<<<<

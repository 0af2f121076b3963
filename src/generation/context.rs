//! # Generation Context
//!
//! The state of one generation attempt. Every pipeline stage takes the context
//! by exclusive reference; a failed attempt drops it and the next one starts
//! from a fresh value.

use super::terrain::CaveAlgorithm;
use super::vaults::Vault;
use crate::{Grid, Mask, Position, Rect, TerrainGrid};

/// Everything a generation attempt builds up before it is accepted.
#[derive(Debug, Clone)]
pub struct GenerationContext {
    /// Terrain cells
    pub terrain: TerrainGrid,
    /// Cave algorithm that shaped the base terrain
    pub theme: CaveAlgorithm,
    /// Vaults in placement order until the connector sorts them by centrality
    pub vaults: Vec<Vault>,
    /// Cells covered by a vault footprint
    pub vault_mask: Mask,
    /// Cells carved by a tunnel
    pub tunnel_mask: Mask,
    /// Cells carved only for redundant tunnels
    pub extra_tunnel_cells: Vec<Position>,
}

impl GenerationContext {
    /// Wraps freshly synthesized terrain; masks start empty.
    pub fn new(terrain: TerrainGrid, theme: CaveAlgorithm) -> Self {
        let (width, height) = (terrain.width(), terrain.height());
        Self {
            terrain,
            theme,
            vaults: Vec::new(),
            vault_mask: Grid::new(width, height, false),
            tunnel_mask: Grid::new(width, height, false),
            extra_tunnel_cells: Vec::new(),
        }
    }

    pub fn width(&self) -> i32 {
        self.terrain.width()
    }

    pub fn height(&self) -> i32 {
        self.terrain.height()
    }

    pub fn bounds(&self) -> Rect {
        self.terrain.bounds()
    }

    /// Marks every entry point of every vault.
    pub fn entry_mask(&self) -> Mask {
        let mut mask = Grid::new(self.width(), self.height(), false);
        for entry in self.vaults.iter().flat_map(Vault::entries) {
            if let Some(cell) = mask.get_mut(entry) {
                *cell = true;
            }
        }
        mask
    }

    /// Index of the vault whose center is closest to the grid center; the
    /// first one wins ties.
    pub fn most_central_vault(&self) -> Option<usize> {
        let center = self.bounds().center();
        self.vaults
            .iter()
            .enumerate()
            .min_by_key(|(index, vault)| (vault.center().manhattan_distance(center), *index))
            .map(|(index, _)| index)
    }
}
//! # Connectivity Validation
//!
//! Keeps only the passable region reachable from a known start cell and
//! measures how much of the level survived.

use super::context::GenerationContext;
use crate::{cardinal_neighbors, distance_map, Grid, Position, TerrainGrid, TerrainKind};
use log::trace;

/// Step distances from `start` to every cell reachable through passable
/// cells. Nothing is reachable from an impassable start.
pub fn reachable_from(terrain: &TerrainGrid, start: Position) -> Grid<Option<u32>> {
    let bounds = terrain.bounds();
    let sources: Vec<Position> = Some(start)
        .filter(|&pos| terrain.is_passable(pos))
        .into_iter()
        .collect();
    distance_map(
        terrain.width(),
        terrain.height(),
        &sources,
        |pos| cardinal_neighbors(bounds, pos).filter(|&next| terrain.is_passable(next)),
        None,
    )
}

/// Checks that every passable cell can reach every other one.
pub fn is_fully_connected(terrain: &TerrainGrid) -> bool {
    let Some((start, _)) = terrain.iter().find(|(_, kind)| kind.is_passable()) else {
        return true;
    };
    let reached = reachable_from(terrain, start);
    terrain
        .iter()
        .all(|(pos, kind)| !kind.is_passable() || reached[pos].is_some())
}

/// Picks the cell pruning starts from.
///
/// The first passable cell, row by row, of the most central vault's footprint;
/// failing that, the passable cell nearest the grid center. `None` when
/// nothing is passable.
pub fn find_start(ctx: &GenerationContext) -> Option<Position> {
    let in_vault = ctx.most_central_vault().and_then(|index| {
        ctx.vaults[index]
            .rect()
            .positions()
            .find(|&pos| ctx.terrain.is_passable(pos))
    });
    if in_vault.is_some() {
        return in_vault;
    }

    let center = ctx.bounds().center();
    ctx.terrain
        .iter()
        .filter(|(_, kind)| kind.is_passable())
        .map(|(pos, _)| pos)
        .min_by_key(|&pos| (pos.manhattan_distance(center), pos.y, pos.x))
}

/// Walls off every passable cell that cannot be reached from `start` and
/// drops those cells from the tunnel mask. Returns the passable cells left.
///
/// Running it a second time with the same start changes nothing.
pub fn prune_unreachable(ctx: &mut GenerationContext, start: Position) -> usize {
    let reached = reachable_from(&ctx.terrain, start);

    let mut pruned = 0;
    let mut remaining = 0;
    for pos in ctx.bounds().positions() {
        if !ctx.terrain.is_passable(pos) {
            continue;
        }
        if reached[pos].is_some() {
            remaining += 1;
        } else {
            ctx.terrain[pos] = TerrainKind::Wall;
            ctx.tunnel_mask[pos] = false;
            pruned += 1;
        }
    }
    if pruned > 0 {
        ctx.extra_tunnel_cells.retain(|&pos| ctx.tunnel_mask.is_set(pos));
    }

    trace!("Pruned {} unreachable cells from {:?}, {} remain", pruned, start, remaining);
    remaining
}
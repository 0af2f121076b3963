//! # Map Module
//!
//! Coordinate and grid primitives shared by every generation stage.
//!
//! This module contains the fundamental building blocks of a level:
//! - Positions, cardinal directions and rectangles
//! - A generic fixed-size grid used for terrain and boolean masks
//! - The terrain cell kinds a level is made of

pub mod grid;

pub use grid::*;

use serde::{Deserialize, Serialize};

/// Represents a 2D coordinate on the level grid.
///
/// # Examples
///
/// ```
/// use delve::Position;
///
/// let pos = Position::new(10, 5);
/// assert_eq!(pos.x, 10);
/// assert_eq!(pos.y, 5);
///
/// let adjacent = pos.cardinal_adjacent_positions();
/// assert_eq!(adjacent.len(), 4);
/// ```
#[derive(Debug, Clone, Copy, PartialEq, Eq, Hash, PartialOrd, Ord, Serialize, Deserialize)]
pub struct Position {
    pub x: i32,
    pub y: i32,
}

impl Position {
    /// Creates a new position with the given coordinates.
    pub fn new(x: i32, y: i32) -> Self {
        Self { x, y }
    }

    /// Calculates the Manhattan distance to another position.
    ///
    /// # Examples
    ///
    /// ```
    /// use delve::Position;
    ///
    /// let pos1 = Position::new(0, 0);
    /// let pos2 = Position::new(3, 4);
    /// assert_eq!(pos1.manhattan_distance(pos2), 7);
    /// ```
    pub fn manhattan_distance(self, other: Position) -> u32 {
        self.x.abs_diff(other.x) + self.y.abs_diff(other.y)
    }

    /// Returns the 4 cardinal adjacent positions in N, W, E, S order.
    pub fn cardinal_adjacent_positions(self) -> [Position; 4] {
        [
            Position::new(self.x, self.y - 1), // N
            Position::new(self.x - 1, self.y), // W
            Position::new(self.x + 1, self.y), // E
            Position::new(self.x, self.y + 1), // S
        ]
    }

    /// Returns the 8 surrounding positions (including diagonals).
    pub fn adjacent_positions(self) -> [Position; 8] {
        [
            Position::new(self.x - 1, self.y - 1),
            Position::new(self.x, self.y - 1),
            Position::new(self.x + 1, self.y - 1),
            Position::new(self.x - 1, self.y),
            Position::new(self.x + 1, self.y),
            Position::new(self.x - 1, self.y + 1),
            Position::new(self.x, self.y + 1),
            Position::new(self.x + 1, self.y + 1),
        ]
    }

    /// Moves one step in the given direction.
    pub fn step(self, direction: Direction) -> Position {
        self + direction.to_delta()
    }
}

impl std::ops::Add for Position {
    type Output = Self;

    fn add(self, other: Self) -> Self {
        Self::new(self.x + other.x, self.y + other.y)
    }
}

impl std::ops::Sub for Position {
    type Output = Self;

    fn sub(self, other: Self) -> Self {
        Self::new(self.x - other.x, self.y - other.y)
    }
}

/// Cardinal directions used by walkers and grid adjacency.
#[derive(Debug, Clone, Copy, PartialEq, Eq, Hash, Serialize, Deserialize)]
pub enum Direction {
    North,
    South,
    East,
    West,
}

impl Direction {
    /// Converts a direction to a position delta.
    ///
    /// # Examples
    ///
    /// ```
    /// use delve::{Direction, Position};
    ///
    /// let delta = Direction::North.to_delta();
    /// assert_eq!(delta, Position::new(0, -1));
    /// ```
    pub fn to_delta(self) -> Position {
        match self {
            Direction::North => Position::new(0, -1),
            Direction::South => Position::new(0, 1),
            Direction::East => Position::new(1, 0),
            Direction::West => Position::new(-1, 0),
        }
    }
}

/// An axis-aligned rectangle of cells.
#[derive(Debug, Clone, Copy, PartialEq, Eq, Hash, Serialize, Deserialize)]
pub struct Rect {
    /// Left column
    pub x: i32,
    /// Top row
    pub y: i32,
    pub width: i32,
    pub height: i32,
}

impl Rect {
    /// Creates a rectangle from its top-left corner and size.
    pub fn new(x: i32, y: i32, width: i32, height: i32) -> Self {
        Self {
            x,
            y,
            width,
            height,
        }
    }

    /// Exclusive right edge.
    pub fn right(&self) -> i32 {
        self.x + self.width
    }

    /// Exclusive bottom edge.
    pub fn bottom(&self) -> i32 {
        self.y + self.height
    }

    /// Gets the center position of the rectangle.
    pub fn center(&self) -> Position {
        Position::new(self.x + self.width / 2, self.y + self.height / 2)
    }

    /// Checks if a position is inside this rectangle.
    ///
    /// # Examples
    ///
    /// ```
    /// use delve::{Position, Rect};
    ///
    /// let rect = Rect::new(5, 5, 10, 8);
    /// assert!(rect.contains(Position::new(7, 7)));
    /// assert!(!rect.contains(Position::new(15, 5)));
    /// ```
    pub fn contains(&self, pos: Position) -> bool {
        pos.x >= self.x && pos.y >= self.y && pos.x < self.right() && pos.y < self.bottom()
    }

    /// Checks if this rectangle overlaps with another one.
    pub fn intersects(&self, other: &Rect) -> bool {
        self.x < other.right()
            && other.x < self.right()
            && self.y < other.bottom()
            && other.y < self.bottom()
    }

    /// Returns the rectangle grown by `margin` cells on every side.
    pub fn grown(&self, margin: i32) -> Rect {
        Rect::new(
            self.x - margin,
            self.y - margin,
            self.width + 2 * margin,
            self.height + 2 * margin,
        )
    }

    /// Number of cells covered.
    pub fn area(&self) -> usize {
        (self.width.max(0) * self.height.max(0)) as usize
    }

    /// Iterates over every position inside the rectangle, row by row.
    pub fn positions(&self) -> impl Iterator<Item = Position> {
        let Rect {
            x,
            y,
            width,
            height,
        } = *self;
        (y..y + height).flat_map(move |py| (x..x + width).map(move |px| Position::new(px, py)))
    }
}

#[cfg(test)]
mod tests {
    use super::*;

    #[test]
    fn test_position_manhattan_distance() {
        let pos1 = Position::new(0, 0);
        let pos2 = Position::new(3, 4);
        assert_eq!(pos1.manhattan_distance(pos2), 7);
        assert_eq!(pos2.manhattan_distance(pos1), 7);
    }

    #[test]
    fn test_position_cardinal_adjacent() {
        let pos = Position::new(5, 5);
        let adjacent = pos.cardinal_adjacent_positions();
        assert!(adjacent.contains(&Position::new(5, 4))); // North
        assert!(adjacent.contains(&Position::new(4, 5))); // West
        assert!(!adjacent.contains(&Position::new(4, 4))); // No diagonal
    }

    #[test]
    fn test_position_arithmetic() {
        let pos1 = Position::new(5, 10);
        let pos2 = Position::new(3, 2);
        assert_eq!(pos1 + pos2, Position::new(8, 12));
        assert_eq!(pos1 - pos2, Position::new(2, 8));
        assert_eq!(pos1.step(Direction::West), Position::new(4, 10));
    }

    #[test]
    fn test_rect_geometry() {
        let rect = Rect::new(5, 5, 10, 8);
        assert_eq!(rect.right(), 15);
        assert_eq!(rect.bottom(), 13);
        assert_eq!(rect.center(), Position::new(10, 9));
        assert_eq!(rect.area(), 80);
        assert_eq!(rect.positions().count(), 80);
        assert_eq!(rect.positions().next(), Some(Position::new(5, 5)));
    }

    #[test]
    fn test_rect_intersection_with_margins() {
        let a = Rect::new(0, 0, 4, 4);
        let touching = Rect::new(4, 0, 3, 3);
        let gap_of_two = Rect::new(6, 0, 3, 3);

        assert!(!a.intersects(&touching));
        assert!(a.grown(1).intersects(&touching.grown(1)));
        assert!(!a.grown(1).intersects(&gap_of_two.grown(1)));
    }
}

>>>>

[Work order] Within the material above, the line with "for entry in" opens the range and the line with "use log::trace;" closes it; reproduce that range word for word.

[Answer box]
        for entry in self.vaults.iter().flat_map(Vault::entries) {
            if let Some(cell) = mask.get_mut(entry) {
                *cell = true;
            }
        }
        mask
    }

    /// Index of the vault whose center is closest to the grid center; the
    /// first one wins ties.
    pub fn most_central_vault(&self) -> Option<usize> {
        let center = self.bounds().center();
        self.vaults
            .iter()
            .enumerate()
            .min_by_key(|(index, vault)| (vault.center().manhattan_distance(center), *index))
            .map(|(index, _)| index)
    }
}
//! # Connectivity Validation
//!
//! Keeps only the passable region reachable from a known start cell and
//! measures how much of the level survived.

use super::context::GenerationContext;
use crate::{cardinal_neighbors, distance_map, Grid, Position, TerrainGrid, TerrainKind};
use log::trace;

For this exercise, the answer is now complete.